The draft strategy document recognizes concerns raised by “relevant international organizations” about “Egypt’s commitment to and application of the [Article 1] political principles”, and that civil society organizations have raised a number of human rights, rule of law and economic issues in their dialogue with the Bank. It diplomatically acknowledges that major governance problems exist in Egypt and connects them to the economic weight of State-owned enterprises, hinting at the role of military-controlled firms. While this is encouraging, it remains fundamentally unclear what—if any—special measures the Bank will take to address and mitigate these issues within its future operations in Egypt.
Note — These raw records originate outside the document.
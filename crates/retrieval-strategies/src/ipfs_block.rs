use std::sync::Arc;

use async_trait::async_trait;
use cid::Cid;
use probe_transport::{FetchOutcome, FetchRequest, ProbeHttpClient};
use probe_types::{Deal, StorageProvider};
use tokio_util::sync::CancellationToken;

use crate::dag_validate::validate_dag;
use crate::error::StrategyError;
use crate::strategy::{RetryConfig, RetrievalStrategy, ValidationOutcome};

/// Retrieve and validate the declared block-addressed DAG via the SP's IPFS
/// gateway surface, per §6: `GET <serviceURL>/ipfs/<cid>?format=raw` with
/// `Accept: application/vnd.ipld.raw`.
pub struct IpfsBlockStrategy {
    client: Arc<ProbeHttpClient>,
    concurrency: usize,
}

impl IpfsBlockStrategy {
    pub fn new(client: Arc<ProbeHttpClient>, concurrency: usize) -> Self {
        Self { client, concurrency }
    }
}

#[async_trait]
impl RetrievalStrategy for IpfsBlockStrategy {
    fn name(&self) -> &'static str {
        "ipfs-block"
    }

    fn priority(&self) -> u8 {
        10
    }

    fn can_handle(&self, deal: &Deal) -> bool {
        deal.piece_cid.is_some() && deal.root_cid.is_some()
    }

    fn construct_url(&self, sp: &StorageProvider, deal: &Deal) -> Result<FetchRequest, StrategyError> {
        let root_cid = deal.root_cid.as_ref().ok_or(StrategyError::NotApplicable {
            strategy: self.name(),
            deal_id: deal.id,
            why: "missing root_cid",
        })?;
        let base = sp.service_url.trim_end_matches('/');
        Ok(FetchRequest::new(format!("{base}/ipfs/{root_cid}?format=raw"))
            .with_accept("application/vnd.ipld.raw"))
    }

    fn retry_config(&self) -> RetryConfig {
        RetryConfig {
            attempts: 2,
            delay_ms: 500,
        }
    }

    /// Ignores the root-block `outcome` fetched by the attempt loop and
    /// re-walks the whole DAG from `deal.root_cid`, per §4.4's DAG-traversal
    /// validation (distinct from the CAR-stream validator in C3, which
    /// validates a single contiguous archive rather than a fan-out DAG).
    async fn validate(
        &self,
        sp: &StorageProvider,
        deal: &Deal,
        _outcome: &FetchOutcome,
        token: &CancellationToken,
    ) -> Option<ValidationOutcome> {
        let root_cid = deal.root_cid.as_ref()?;
        let root: Cid = match root_cid.parse() {
            Ok(c) => c,
            Err(e) => {
                return Some(ValidationOutcome {
                    is_valid: false,
                    method: "ipfs-dag-walk",
                    details: serde_json::json!({ "error": format!("bad root cid: {e}") }),
                    bytes_read: None,
                    ttfb_ms: None,
                })
            }
        };

        let result = validate_dag(&self.client, &sp.service_url, root, self.concurrency, token).await;
        Some(ValidationOutcome {
            is_valid: result.is_valid,
            method: "ipfs-dag-walk",
            details: serde_json::json!({
                "blocks_visited": result.blocks_visited,
                "errors": result.errors,
            }),
            bytes_read: Some(result.bytes_read),
            ttfb_ms: result.ttfb_ms,
        })
    }
}

#[cfg(test)]
mod tests {
    use super::*;
    use probe_transport::TransportConfig;

    fn sp() -> StorageProvider {
        StorageProvider::new("0xsp", 1, "https://sp1.example")
    }

    fn deal_with_root() -> Deal {
        let mut d = Deal::start("0xsp", "0xwallet", "payload.bin", 4096);
        d.piece_cid = Some("bafy2bzacea".to_string());
        d.root_cid = Some("bafy2bzacedroot".to_string());
        d
    }

    #[test]
    fn can_handle_requires_piece_and_root() {
        let strategy = IpfsBlockStrategy::new(
            Arc::new(ProbeHttpClient::new(TransportConfig::default()).unwrap()),
            6,
        );
        assert!(strategy.can_handle(&deal_with_root()));
        let mut missing_root = deal_with_root();
        missing_root.root_cid = None;
        assert!(!strategy.can_handle(&missing_root));
    }

    #[test]
    fn constructs_ipfs_raw_url() {
        let strategy = IpfsBlockStrategy::new(
            Arc::new(ProbeHttpClient::new(TransportConfig::default()).unwrap()),
            6,
        );
        let req = strategy.construct_url(&sp(), &deal_with_root()).unwrap();
        assert_eq!(req.url, "https://sp1.example/ipfs/bafy2bzacedroot?format=raw");
        assert_eq!(req.accept.as_deref(), Some("application/vnd.ipld.raw"));
    }
}
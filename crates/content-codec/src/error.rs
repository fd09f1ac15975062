/// Validation failure tags, per §4.4: "errors tagged root-cid-mismatch,
/// cid-verify-error, or car-read-error."
#[derive(Debug, Clone, thiserror::Error)]
pub enum ArchiveValidationError {
    #[error("root-cid-mismatch: expected {expected}, got {actual}")]
    RootCidMismatch { expected: String, actual: String },

    #[error("cid-verify-error: block {cid} failed hash recomputation")]
    CidVerifyError { cid: String },

    #[error("car-read-error: {0}")]
    CarReadError(String),
}

impl ArchiveValidationError {
    pub fn tag(&self) -> &'static str {
        match self {
            ArchiveValidationError::RootCidMismatch { .. } => "root-cid-mismatch",
            ArchiveValidationError::CidVerifyError { .. } => "cid-verify-error",
            ArchiveValidationError::CarReadError(_) => "car-read-error",
        }
    }
}

#[derive(Debug, thiserror::Error)]
pub enum ArchiveBuildError {
    #[error("cid encode error: {0}")]
    Cid(#[from] cid::Error),
}
use crate::index_client::ProviderRetentionSnapshot;

/// §4.5 step 3: `estimatedOverdue = Σ proofSets (maxProvingPeriod > 0)
/// ⌊(blockNumber − (nextDeadline+1)) / maxProvingPeriod⌋`.
///
/// Proof sets with a non-positive `maxProvingPeriod` are excluded (division
/// by a non-positive period is meaningless) and a deadline not yet in the
/// past contributes zero rather than a negative count.
fn estimated_overdue(block_number: i64, snapshot: &ProviderRetentionSnapshot) -> i64 {
    snapshot
        .proof_sets
        .iter()
        .filter(|ps| ps.max_proving_period > 0)
        .map(|ps| {
            let elapsed = block_number - (ps.next_deadline + 1);
            if elapsed < 0 {
                0
            } else {
                elapsed / ps.max_proving_period
            }
        })
        .sum()
}

/// `(estimatedFaulted, estimatedSuccess)` per §4.5 step 4.
pub fn estimate_counts(block_number: i64, snapshot: &ProviderRetentionSnapshot) -> (i64, i64) {
    let overdue = estimated_overdue(block_number, snapshot);
    let estimated_faulted = snapshot.total_faulted_periods + overdue;
    let estimated_success =
        snapshot.total_proving_periods + overdue - estimated_faulted;
    (estimated_faulted, estimated_success)
}

#[cfg(test)]
mod tests {
    use super::*;

    fn snapshot(faulted: i64, proving: i64, proof_sets: Vec<(i64, i64)>) -> ProviderRetentionSnapshot {
        ProviderRetentionSnapshot {
            address: "0xabc".to_string(),
            total_faulted_periods: faulted,
            total_proving_periods: proving,
            proof_sets: proof_sets
                .into_iter()
                .map(|(max_proving_period, next_deadline)| crate::index_client::ProofSet {
                    max_proving_period,
                    next_deadline,
                })
                .collect(),
        }
    }

    #[test]
    fn no_overdue_when_deadline_in_future() {
        let snap = snapshot(10, 90, vec![(100, 5_000)]);
        let (faulted, success) = estimate_counts(1_000, &snap);
        assert_eq!(faulted, 10);
        assert_eq!(success, 90);
    }

    #[test]
    fn accumulates_overdue_across_proof_sets() {
        // blockNumber=1000, nextDeadline=700, period=100 -> (1000-701)/100 = 2
        // blockNumber=1000, nextDeadline=400, period=50  -> (1000-401)/50  = 11
        let snap = snapshot(10, 90, vec![(100, 700), (50, 400)]);
        let (faulted, success) = estimate_counts(1_000, &snap);
        assert_eq!(faulted, 10 + 13);
        assert_eq!(success, 90 + 13 - faulted);
    }

    #[test]
    fn ignores_non_positive_periods() {
        let snap = snapshot(1, 1, vec![(0, 1)]);
        let (faulted, _) = estimate_counts(1_000, &snap);
        assert_eq!(faulted, 1);
    }
}
use std::time::Duration;

/// Exponential backoff with a configurable base, capped, per §4.1: "Retry
/// policy: exponential with a configurable base, capped."
#[derive(Debug, Clone, Copy)]
pub struct BackoffPolicy {
    pub base: Duration,
    pub cap: Duration,
}

impl Default for BackoffPolicy {
    fn default() -> Self {
        Self {
            base: Duration::from_secs(2),
            cap: Duration::from_secs(5 * 60),
        }
    }
}

impl BackoffPolicy {
    /// `attempts` is the 1-based attempt count that just failed.
    pub fn delay_for(&self, attempts: i32) -> Duration {
        let attempts = attempts.max(1) as u32;
        let factor = 2u64.saturating_pow(attempts.saturating_sub(1));
        let millis = self.base.as_millis() as u64;
        let delay_millis = millis.saturating_mul(factor);
        let delay = Duration::from_millis(delay_millis);
        delay.min(self.cap)
    }
}

#[cfg(test)]
mod tests {
    use super::*;

    #[test]
    fn grows_exponentially_until_cap() {
        let policy = BackoffPolicy {
            base: Duration::from_secs(1),
            cap: Duration::from_secs(10),
        };
        assert_eq!(policy.delay_for(1), Duration::from_secs(1));
        assert_eq!(policy.delay_for(2), Duration::from_secs(2));
        assert_eq!(policy.delay_for(3), Duration::from_secs(4));
        assert_eq!(policy.delay_for(4), Duration::from_secs(8));
        // Would be 16s uncapped; must clamp to the 10s cap.
        assert_eq!(policy.delay_for(5), Duration::from_secs(10));
        assert_eq!(policy.delay_for(20), Duration::from_secs(10));
    }
}
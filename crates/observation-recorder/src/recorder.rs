use probe_types::{Deal, DealStatus, Retrieval, StorageProvider};
use sqlx::PgPool;

use crate::error::RecorderError;

/// Writes Deals and Retrievals, per §4.7: "Writes Deals and Retrievals
/// transactionally." Runtime-checked queries only (see `work-queue`'s
/// `WorkQueue` for the same rationale): `deals`/`retrievals` are created by
/// migration wiring out of scope for this crate.
#[derive(Clone)]
pub struct ObservationRecorder {
    pool: PgPool,
}

impl ObservationRecorder {
    pub fn new(pool: PgPool) -> Self {
        Self { pool }
    }

    /// Upsert a Deal snapshot. `ON CONFLICT (id) DO UPDATE` makes this safe
    /// to call at any point in the lifecycle; the harness binary currently
    /// calls it once, after the upload probe returns, so only the final
    /// `deal.status` is durable — an intermediate INGESTED/CHAIN_CONFIRMED
    /// state is never visible to readers unless a caller persists per stage.
    pub async fn upsert_deal(&self, deal: &Deal) -> Result<(), RecorderError> {
        sqlx::query(
            r#"
            INSERT INTO deals (
                id, sp_address, wallet_address, piece_cid, root_cid, file_size,
                file_name, status, ingest_latency_ms, chain_latency_ms,
                deal_latency_ms, ingest_throughput_bps, service_types, metadata,
                error_message, created_at, updated_at
            )
            VALUES ($1, $2, $3, $4, $5, $6, $7, $8, $9, $10, $11, $12, $13, $14, $15, $16, $17)
            ON CONFLICT (id) DO UPDATE SET
                piece_cid = EXCLUDED.piece_cid,
                root_cid = EXCLUDED.root_cid,
                status = EXCLUDED.status,
                ingest_latency_ms = EXCLUDED.ingest_latency_ms,
                chain_latency_ms = EXCLUDED.chain_latency_ms,
                deal_latency_ms = EXCLUDED.deal_latency_ms,
                ingest_throughput_bps = EXCLUDED.ingest_throughput_bps,
                service_types = EXCLUDED.service_types,
                metadata = EXCLUDED.metadata,
                error_message = EXCLUDED.error_message,
                updated_at = EXCLUDED.updated_at
            "#,
        )
        .bind(deal.id)
        .bind(&deal.sp_address)
        .bind(&deal.wallet_address)
        .bind(&deal.piece_cid)
        .bind(&deal.root_cid)
        .bind(deal.file_size)
        .bind(&deal.file_name)
        .bind(deal.status)
        .bind(deal.ingest_latency_ms)
        .bind(deal.chain_latency_ms)
        .bind(deal.deal_latency_ms)
        .bind(deal.ingest_throughput_bps)
        .bind(&deal.service_types)
        .bind(&deal.metadata)
        .bind(&deal.error_message)
        .bind(deal.created_at)
        .bind(deal.updated_at)
        .execute(&self.pool)
        .await?;
        Ok(())
    }

    /// Insert every Retrieval row produced by one retrieval test in a
    /// single transaction, per §4.7.
    pub async fn record_retrievals(&self, retrievals: &[Retrieval]) -> Result<(), RecorderError> {
        if retrievals.is_empty() {
            return Ok(());
        }
        let mut tx = self.pool.begin().await?;
        for retrieval in retrievals {
            sqlx::query(
                r#"
                INSERT INTO retrievals (
                    id, deal_id, service_type, retrieval_endpoint, status,
                    latency_ms, ttfb_ms, throughput_bps, bytes_retrieved,
                    response_code, error_message, retry_count,
                    validation_method, validation_details, created_at, updated_at
                )
                VALUES ($1, $2, $3, $4, $5, $6, $7, $8, $9, $10, $11, $12, $13, $14, $15, $16)
                ON CONFLICT (id) DO UPDATE SET
                    status = EXCLUDED.status,
                    latency_ms = EXCLUDED.latency_ms,
                    ttfb_ms = EXCLUDED.ttfb_ms,
                    throughput_bps = EXCLUDED.throughput_bps,
                    bytes_retrieved = EXCLUDED.bytes_retrieved,
                    response_code = EXCLUDED.response_code,
                    error_message = EXCLUDED.error_message,
                    retry_count = EXCLUDED.retry_count,
                    validation_method = EXCLUDED.validation_method,
                    validation_details = EXCLUDED.validation_details,
                    updated_at = EXCLUDED.updated_at
                "#,
            )
            .bind(retrieval.id)
            .bind(retrieval.deal_id)
            .bind(&retrieval.service_type)
            .bind(&retrieval.retrieval_endpoint)
            .bind(retrieval.status)
            .bind(retrieval.latency_ms)
            .bind(retrieval.ttfb_ms)
            .bind(retrieval.throughput_bps)
            .bind(retrieval.bytes_retrieved)
            .bind(retrieval.response_code)
            .bind(&retrieval.error_message)
            .bind(retrieval.retry_count)
            .bind(&retrieval.validation_method)
            .bind(&retrieval.validation_details)
            .bind(retrieval.created_at)
            .bind(retrieval.updated_at)
            .execute(&mut *tx)
            .await?;
        }
        tx.commit().await?;
        Ok(())
    }

    /// Upsert one SP row, per §6's "the recorder writes tables deals,
    /// retrievals, storage_providers, job_schedule_state" and §3's dedup
    /// rule (applied by the caller before this is reached; this method is
    /// pure persistence).
    pub async fn upsert_storage_provider(&self, sp: &StorageProvider) -> Result<(), RecorderError> {
        sqlx::query(
            r#"
            INSERT INTO storage_providers (
                address, provider_id, service_url, active, approved, metadata, created_at, updated_at
            )
            VALUES ($1, $2, $3, $4, $5, $6, $7, $8)
            ON CONFLICT (address) DO UPDATE SET
                provider_id = EXCLUDED.provider_id,
                service_url = EXCLUDED.service_url,
                active = EXCLUDED.active,
                approved = EXCLUDED.approved,
                metadata = EXCLUDED.metadata,
                updated_at = EXCLUDED.updated_at
            "#,
        )
        .bind(&sp.address)
        .bind(sp.provider_id)
        .bind(&sp.service_url)
        .bind(sp.active)
        .bind(sp.approved)
        .bind(&sp.metadata)
        .bind(sp.created_at)
        .bind(sp.updated_at)
        .execute(&self.pool)
        .await?;
        Ok(())
    }

    /// Soft-deactivate every SP row whose address isn't in `present_addresses`,
    /// per §3: "soft-deactivated when absent from a chain read."
    pub async fn deactivate_missing_providers(
        &self,
        present_addresses: &[String],
    ) -> Result<u64, RecorderError> {
        let result = sqlx::query(
            r#"UPDATE storage_providers SET active = false, updated_at = now()
               WHERE active = true AND NOT (address = ANY($1))"#,
        )
        .bind(present_addresses)
        .execute(&self.pool)
        .await?;
        Ok(result.rows_affected())
    }

    /// Every row currently marked `active`, for the SP cache's reload, per
    /// §5: "The SP cache in C1 is read-mostly, written only by the loader."
    pub async fn load_active_storage_providers(&self) -> Result<Vec<StorageProvider>, RecorderError> {
        let rows = sqlx::query_as::<_, StorageProvider>(
            r#"SELECT address, provider_id, service_url, active, approved, metadata, created_at, updated_at
               FROM storage_providers WHERE active = true"#,
        )
        .fetch_all(&self.pool)
        .await?;
        Ok(rows)
    }

    /// Most recent `DEAL_CREATED` Deal for `sp_address`, used to pick which
    /// Deal a "retrieval" WorkItem runs its retrieval test against.
    pub async fn latest_deal_for_sp(&self, sp_address: &str) -> Result<Option<Deal>, RecorderError> {
        let deal = sqlx::query_as::<_, Deal>(
            r#"SELECT * FROM deals WHERE sp_address = $1 AND status = $2
               ORDER BY created_at DESC LIMIT 1"#,
        )
        .bind(sp_address)
        .bind(DealStatus::DealCreated)
        .fetch_optional(&self.pool)
        .await?;
        Ok(deal)
    }
}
The annexed draft Political Assessment, based on Article 1 criteria, is more carefully written than that prepared for the previous Bank strategy for Egypt; it shows better consideration of key issues highlighted by United Nations experts and civil society about the severity of Egypt’s situation. Yet it overlooks certain facts entirely, including some as major as Egypt’s unfree and unfair 2018 presidential election. It relies excessively on reference to the text of Egypt’s Constitution while, at times, overlooking State legislation and practice violating the referenced constitutional norms and rights guarantees. Some sections include critical references from the UN or civil society juxtaposed with Egyptian government rebuttals, leaving the reader with an impression of negotiation but no clarity on how the Bank evaluates Egypt’s situation according to the relevant criteria.
Overall, the draft strategy text itself does not substantively reflect the very serious issues mentioned in the Political Assessment regarding human rights, democracy and rule of law problems in Egypt. Hence, it is unclear what influence the Assessment will have on the orientation and volume of future EBRD operations, or which policy options the Bank will use to address the considerable risks involved with Egypt’s high and growing degree of non-compliance. The Bank’s decision on such a major country of operations will be an important signal about the seriousness of its commitment to its political character, and its ability to adopt a truly constructive strategy for Egypt’s stability and sustainable development. Continuing business as usual may slightly delay Egypt’s failure, but it would not avert it.